Ciò spiega perché la parte preponderante dei casi denunciati è riconducibile alla sola esposizione ad amianto (4.733 tumori bronco-polmonari e mesoteliomi), sui quali esiste una letteratura scientifica accertata. La messa al bando di questa fibra in tutta Europa, dunque, non è stata sufficiente a debellare la piaga delle patologie correlate. Ci si continua ad ammalare e a morire di cancro da amianto e, addirittura, i settori produttivi interessati non sono più solo quelli tradizionalmente noti. Alessandro Marinaccio, del dipartimento di medicina del lavoro dell’Inail, sottolinea come in Italia l’uso industriale, nonostante il divieto sancito con la legge n. 257 del 1992, continui a essere sostenuto.Secondo il Registro Nazionale dei Mesoteliomi, l’edilizia è il settore con il più alto numero di casi, ma recenti studi mettono in evidenza anche altre situazioni di rischio in circostanze inattese, quanto attuali. La fibra è presente nelle macchine del caffè usate dai baristi, negli impianti di frenata degli ascensori e delle automobili, nonché nei locali adibiti alla conservazione delle munizioni.In questo contesto, parlare di prevenzione e formazione, nonché della necessità di sviluppare indagini sistematiche epidemiologiche sui tumori professionali, continua a essere un imperativo categorico se si vuole veramente affermare una nuova cultura della sicurezza.
A maggior ragione, se si guarda alla lista degli agenti cancerogeni certificata dagli ambienti scientifici che provocano malattie professionali su cui le indagini sono scarse e la sorveglianza sanitaria sui lavoratori esposti viene attivata poco o per niente.L’ex Ispesl fornisce dati allarmanti al riguardo: in Italia per i 21,8 milioni di occupati ci sono 4,2 milioni di esposti a cancerogeni, pari al 24%.Ciò significa  che quasi un lavoratore su quattro entra in contatto con sostanze tossiche.

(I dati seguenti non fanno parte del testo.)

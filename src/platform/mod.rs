// Host platform module.
// Types and collaborator traits the agent uses to reach cache storage, network, and UI.

pub mod traits;
pub mod types;

pub use traits::{Cache, CacheStorage, Fetcher, WorkerHost};
pub use types::*;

Una percentuale altissima confermata anche dalla stessa Agenzia internazionale per la Ricerca sul cancro (Iarc) quando afferma che 44, tra i 95 agenti cancerogeni considerati certi per l’uomo, sono di natura professionale (poco meno del 50%). “La sottostima dei tumori professionali – spiega Bottazzi – fotografa la scarsa propensione delle figure sanitarie (medici curanti, specialisti, ecc.) all’individuazione dell’origine professionale.Il confronto avvenuto durante il convegno di Bari tra le diverse esperienze europee di emersione del fenomeno, nel confermare che laddove si effettuano delle indagini è possibile rilevare altri casi, ha anche sottolineato come il riconoscimento dei tumori professionali non fotografi solo esposizioni remote, ma spesso situazioni espositive ancora in atto e abbia un’importante valenza in termini di prevenzione.